El limón huele a sudor. Así fue siempre. Sicilia, Michoacán, no importa dónde. El limón crece al lado de hombres fuertes, curtidos, que entienden el peso de la tierra y el filo del machete. En Sicilia, Italia, la mafia encontró refugio bajo las ramas bajas de los limoneros, ahí se gestó.

Los campesinos temían al patrón, al recaudador, y cuando la justicia no llegaba, aprendieron a buscarla por sí mismos. La mafia era eso al principio: una solución. Luego fue algo peor. Se enredó con los limoneros como una plaga invisible, alimentándose de su abundancia y dejando muerte en su lugar. Así nació la mafia: en los surcos de los limoneros y bajo las sombras de los sicomoros. Primero fue un refugio, luego una peste.

Hoy en Michoacán los limoneros también cargan más que limones. Cargan miedo. Rogelio Escobedo era un empresario. Entendía el limón, por algo era uno de los más grandes empacadores de la zona. Sabía cuándo recogerlo, cuánto pesaría la cosecha. Sabía también que el precio no solo lo dicta la calidad del fruto, sino el calibre de las armas que lo rodean. Lo mataron hace unos días. Lo acribillaron en el camino al ritmo de 28 disparos.

Si le suena a historia repetida es que ya pasó. En Buenavista, hace unos meses, otro hombre cayó de la misma manera. También era empresario, también vivía del limón. También lo mataron. Entonces, los responsables fueron Los Viagras, ahora también.

Lo extorsionaron, lo amenazaron. No pagó, o pagó tarde, o pagó mal. Da igual. Lo mataron. Y cuando murió, el pueblo entero se detuvo. Cerraron las huertas, dejaron de cortar, dejaron de cargar, tan solo para reiniciar unos meses después. Lo cíclico de la naturaleza.

Las balas son las mismas. La sangre es la misma. Pero lo que cambia, lo que vuelve insoportable esta tragedia, es el descaro. Hace dos semanas, el gobierno federal anunció que el problema estaba resuelto.

«La producción se ha recuperado», dijeron. «El plan de los 100 días de la Presidenta ha funcionado». Las cámaras grabaron, las cifras parecían buenas, y las sonrisas se ensayaron con cuidado. Hablaron de toneladas y exportaciones, pero no hablaron de los hombres que trabajan esas toneladas, de las mujeres que lloran a esos hombres.

El gobierno actúa como si la paz pudiera declararse por decreto.
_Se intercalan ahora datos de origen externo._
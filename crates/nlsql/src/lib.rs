//! # nlsql
//!
//! Database adapter and dynamic result layer for natural-language SQL tools.
//!
//! This library hides PostgreSQL and MySQL differences behind one interface:
//!
//! - **Adapter registry** resolving a dialect tag to its adapter
//! - **Schema introspection** into canonical `CREATE TABLE` text for prompts
//! - **Single active session** that is safe to read and replace concurrently
//! - **Dynamic result decoding** into JSON-ready rows, whatever the query
//!
//! ## Example
//!
//! ```rust,no_run
//! use nlsql::{Config, QueryService};
//!
//! #[tokio::main]
//! async fn main() -> nlsql::Result<()> {
//!     let config = Config::load("nlsql.yaml")?;
//!     let service = QueryService::from_config(&config);
//!     service.connect(&config.database).await?;
//!
//!     println!("{}", service.schema_text().await?);
//!     let result = service.execute_query("SELECT 1 AS one").await?;
//!     println!("{}", serde_json::to_string(&result)?);
//!
//!     service.shutdown().await;
//!     Ok(())
//! }
//! ```

pub mod codec;
pub mod config;
pub mod core;
pub mod drivers;
pub mod error;
pub mod service;
pub mod session;

// Re-exports for convenient access
pub use codec::ResultCodec;
pub use config::{Config, ConnectionConfig, PoolConfig};
pub use crate::core::{
    AdapterRegistry, ColumnDef, DialectAdapter, DialectConnection, QueryResult, Row, Scalar, SchemaDocument,
    SqlTranslator, TableDef, Value,
};
pub use drivers::Connection;
pub use error::{NlsqlError, Result};
pub use service::QueryService;
pub use session::{Session, SessionManager};
//! Round trips against a running MySQL server.
//!
//! Run with `cargo test -p nlsql --test live_mysql -- --ignored`.
//! Connection settings come from `NLSQL_MYSQL_HOST`, `NLSQL_MYSQL_PORT`,
//! `NLSQL_MYSQL_USER`, `NLSQL_MYSQL_PASSWORD` and `NLSQL_MYSQL_DBNAME`.

use nlsql::{ConnectionConfig, QueryResult, QueryService};
use serde_json::{json, Value as Json};

fn env_or(key: &str, default: &str) -> String {
    std::env::var(key).unwrap_or_else(|_| default.to_string())
}

async fn service() -> QueryService {
    let cfg = ConnectionConfig::new(
        "mysql",
        env_or("NLSQL_MYSQL_HOST", "localhost"),
        env_or("NLSQL_MYSQL_PORT", "3306"),
        env_or("NLSQL_MYSQL_USER", "root"),
        env_or("NLSQL_MYSQL_PASSWORD", "root"),
        env_or("NLSQL_MYSQL_DBNAME", "mysql"),
    );
    let svc = QueryService::default();
    svc.connect(&cfg).await.unwrap();
    svc
}

fn cell(result: &QueryResult, column: &str) -> Json {
    serde_json::to_value(result.rows[0].get(column).unwrap()).unwrap()
}

#[tokio::test]
#[ignore] // Run with --ignored flag
async fn test_time_outside_a_day() {
    let svc = service().await;
    let result = svc
        .execute_query(
            "SELECT CAST('-12:30:00' AS TIME) AS behind, CAST('838:59:59' AS TIME) AS longest",
        )
        .await
        .unwrap();

    assert_eq!(cell(&result, "behind"), json!("-12:30:00"));
    assert_eq!(cell(&result, "longest"), json!("838:59:59"));
    svc.shutdown().await;
}

#[tokio::test]
#[ignore] // Run with --ignored flag
async fn test_widest_decimal() {
    let svc = service().await;
    let result = svc
        .execute_query(
            "SELECT CAST('12345678901234567890123456789012345.123456789012345678901234567890' \
             AS DECIMAL(65,30)) AS d",
        )
        .await
        .unwrap();

    assert_eq!(
        cell(&result, "d"),
        json!("12345678901234567890123456789012345.123456789012345678901234567890")
    );
    svc.shutdown().await;
}

#[tokio::test]
#[ignore] // Run with --ignored flag
async fn test_float_and_integers() {
    let svc = service().await;
    let result = svc
        .execute_query("SELECT CAST(0.1 AS FLOAT) AS f, CAST(-7 AS SIGNED) AS i, NULL AS nothing")
        .await
        .unwrap();

    assert_eq!(cell(&result, "f"), json!(0.1));
    assert_eq!(cell(&result, "i"), json!(-7));
    assert_eq!(cell(&result, "nothing"), json!(null));
    svc.shutdown().await;
}

#[tokio::test]
#[ignore] // Run with --ignored flag
async fn test_server_error_text_is_reported() {
    let svc = service().await;
    let err = svc
        .execute_query("SELECT * FROM nlsql_no_such_table")
        .await
        .unwrap_err();

    let text = err.to_string();
    assert!(text.contains("nlsql_no_such_table"), "{}", text);
    assert!(text.contains("doesn't exist"), "{}", text);
    svc.shutdown().await;
}
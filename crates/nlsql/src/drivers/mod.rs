//! Database driver implementations.
//!
//! - [`postgres`]: PostgreSQL adapter (tokio-postgres over a deadpool pool)
//! - [`mysql`]: MySQL/MariaDB adapter (sqlx)
//! - [`common`]: shared TLS and connection-string helpers
//!
//! # Adding New Databases
//!
//! Outside this crate: implement [`DialectConnection`] for the live handle,
//! return it from `open` as [`Connection::External`] and register the adapter
//! with `AdapterRegistry::register`. Nothing here needs editing.
//!
//! As a built-in:
//!
//! 1. Create a module under `drivers/` with an adapter implementing
//!    [`DialectAdapter`](crate::core::DialectAdapter)
//! 2. Add a [`Connection`] variant for its live handle
//! 3. Register the adapter in `AdapterRegistry::with_builtins()`

pub mod common;
pub mod mysql;
pub mod postgres;

pub use mysql::{MysqlAdapter, MysqlConnection};
pub use postgres::{PostgresAdapter, PostgresConnection};

use async_trait::async_trait;

use crate::codec::ResultCodec;
use crate::core::traits::{DialectConnection, SessionHandle};
use crate::core::value::QueryResult;
use crate::error::Result;

/// A live, verified connection to one of the supported engines.
///
/// Built-in engines are dispatched statically; each variant owns its
/// driver's pool. Dialects registered at runtime ride in `External`.
pub enum Connection {
    Postgres(PostgresConnection),
    Mysql(MysqlConnection),
    External(Box<dyn DialectConnection>),
}

impl Connection {
    /// Dialect tag of the engine behind this connection.
    pub fn dialect(&self) -> &str {
        match self {
            Connection::Postgres(_) => "postgres",
            Connection::Mysql(_) => "mysql",
            Connection::External(c) => c.dialect(),
        }
    }

    /// Run caller-supplied SQL and decode the result set.
    pub async fn execute(&self, sql: &str, codec: &ResultCodec) -> Result<QueryResult> {
        match self {
            Connection::Postgres(c) => c.execute(sql, codec).await,
            Connection::Mysql(c) => c.execute(sql, codec).await,
            Connection::External(c) => c.execute(sql, codec).await,
        }
    }

    /// Release every pooled connection.
    pub async fn close(&self) {
        match self {
            Connection::Postgres(c) => c.close().await,
            Connection::Mysql(c) => c.close().await,
            Connection::External(c) => c.close().await,
        }
    }
}

impl std::fmt::Debug for Connection {
    fn fmt(&self, f: &mut std::fmt::Formatter<'_>) -> std::fmt::Result {
        f.debug_tuple("Connection").field(&self.dialect()).finish()
    }
}

#[async_trait]
impl SessionHandle for Connection {
    async fn close(&self) {
        Connection::close(self).await
    }
}
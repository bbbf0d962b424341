//! Schema introspection for PostgreSQL.
//!
//! One ordered query over `information_schema.columns` is streamed and folded
//! into table blocks as the table name changes, so the whole catalog never
//! has to sit in memory as rows.

use deadpool_postgres::Pool;
use futures::StreamExt;
use tracing::debug;

use crate::core::schema::{ColumnDef, SchemaDocument, TableDef};
use crate::error::{NlsqlError, Result};

use super::diagnostics::{pg_message, pool_message};

const SCHEMA_QUERY: &str = r#"
SELECT c.table_name::text, c.column_name::text, c.data_type::text
FROM information_schema.columns c
WHERE c.table_schema = 'public'
ORDER BY c.table_name, c.ordinal_position
"#;

/// Folds `(table, column, type)` rows, ordered by table, into a [`SchemaDocument`].
#[derive(Debug, Default)]
pub struct TableGrouper {
    doc: SchemaDocument,
    current: Option<TableDef>,
}

impl TableGrouper {
    pub fn new() -> Self {
        Self::default()
    }

    /// Feed one row. A new table name closes the block in progress.
    pub fn push(
        &mut self,
        table: impl Into<String>,
        column: impl Into<String>,
        data_type: impl Into<String>,
    ) {
        let table = table.into();
        if self.current.as_ref().map_or(true, |t| t.name != table) {
            self.flush();
            self.current = Some(TableDef::new(table));
        }
        if let Some(t) = self.current.as_mut() {
            t.columns.push(ColumnDef::new(column, data_type));
        }
    }

    fn flush(&mut self) {
        if let Some(done) = self.current.take() {
            self.doc.push(done);
        }
    }

    /// Close the last block. An empty public schema is an error.
    pub fn finish(mut self) -> Result<SchemaDocument> {
        self.flush();
        if self.doc.is_empty() {
            return Err(NlsqlError::introspection("no tables found in public schema"));
        }
        Ok(self.doc)
    }
}

/// Run the catalog query and build the schema document.
pub(super) async fn fetch_schema(pool: &Pool) -> Result<SchemaDocument> {
    let client = pool
        .get()
        .await
        .map_err(|e| {
            NlsqlError::introspection(format!("acquiring connection: {}", pool_message(&e)))
        })?;

    let stream = client
        .query_raw(SCHEMA_QUERY, Vec::<String>::new())
        .await
        .map_err(|e| {
            NlsqlError::introspection(format!("querying information_schema: {}", pg_message(&e)))
        })?;
    tokio::pin!(stream);

    let mut grouper = TableGrouper::new();
    let mut rows = 0usize;
    while let Some(row) = stream.next().await {
        let row = row.map_err(|e| {
            NlsqlError::introspection(format!("reading catalog row: {}", pg_message(&e)))
        })?;
        let table: String = row
            .try_get(0)
            .map_err(|e| NlsqlError::introspection(format!("table_name: {}", e)))?;
        let column: String = row
            .try_get(1)
            .map_err(|e| NlsqlError::introspection(format!("column_name: {}", e)))?;
        let data_type: String = row
            .try_get(2)
            .map_err(|e| NlsqlError::introspection(format!("data_type: {}", e)))?;
        grouper.push(table, column, data_type);
        rows += 1;
    }

    let doc = grouper.finish()?;
    debug!("Introspected {} tables from {} catalog rows", doc.len(), rows);
    Ok(doc)
}

#[cfg(test)]
mod tests {
    use super::*;

    #[test]
    fn test_groups_consecutive_rows_by_table() {
        let mut g = TableGrouper::new();
        g.push("a", "x", "int4");
        g.push("a", "y", "text");
        g.push("b", "z", "bool");
        let doc = g.finish().unwrap();

        assert_eq!(doc.len(), 2);
        assert_eq!(
            doc.to_ddl(),
            "CREATE TABLE a (\n  x int4,\n  y text\n);\n\nCREATE TABLE b (\n  z bool\n);\n"
        );
    }

    #[test]
    fn test_keeps_column_order() {
        let mut g = TableGrouper::new();
        for col in ["id", "name", "created_at"] {
            g.push("users", col, "text");
        }
        let doc = g.finish().unwrap();
        let names: Vec<_> = doc.tables[0].columns.iter().map(|c| c.name.as_str()).collect();
        assert_eq!(names, vec!["id", "name", "created_at"]);
    }

    #[test]
    fn test_empty_schema_is_error() {
        let err = TableGrouper::new().finish().unwrap_err();
        assert!(matches!(err, NlsqlError::Introspection(_)));
        assert!(err.to_string().contains("no tables found in public schema"));
    }
}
Pero la paz no llega con discursos. No se mide en tablas de Excel ni en informes impresos con tinta brillante. La paz se siente. Y en Tierra Caliente, nadie la siente.

Italia también creyó que la mafia era eterna. Se acomodó a ella, convivió con ella, la dejó crecer. Hasta que no pudo más. Hasta que hombres como Giovanni Falcone se enfrentaron a su monstruo. No con discursos, no con planes, sino con juicios. Juicios largos y dolorosos. Con valentía e inteligencia. Falcone fue asesinado por ello, pero su muerte cambió algo. La mafia retrocedió.

México tiene sus propios monstruos. Y a veces intenta enfrentarlos. Harfuch, con su operativo Enjambre en el Estado de México, es una chispa de algo. No es suficiente, pero podría ser un principio.

El limón sigue oliendo a sudor. Pero en Michoacán también huele a pólvora y a sangre. Los limoneros no necesitan discursos. Necesitan que alguien los vea, que alguien los escuche. Que alguien haga lo que hay que hacer, aunque duela, aunque cueste. La mafia –como las plagas– puede controlarse y erradicarse. Pero hay que verla primero, y luego tener el valor de arrancarla, aunque deje cicatrices en el tronco. Mal momento tuvieron los michoacanos en desear una Nueva Italia.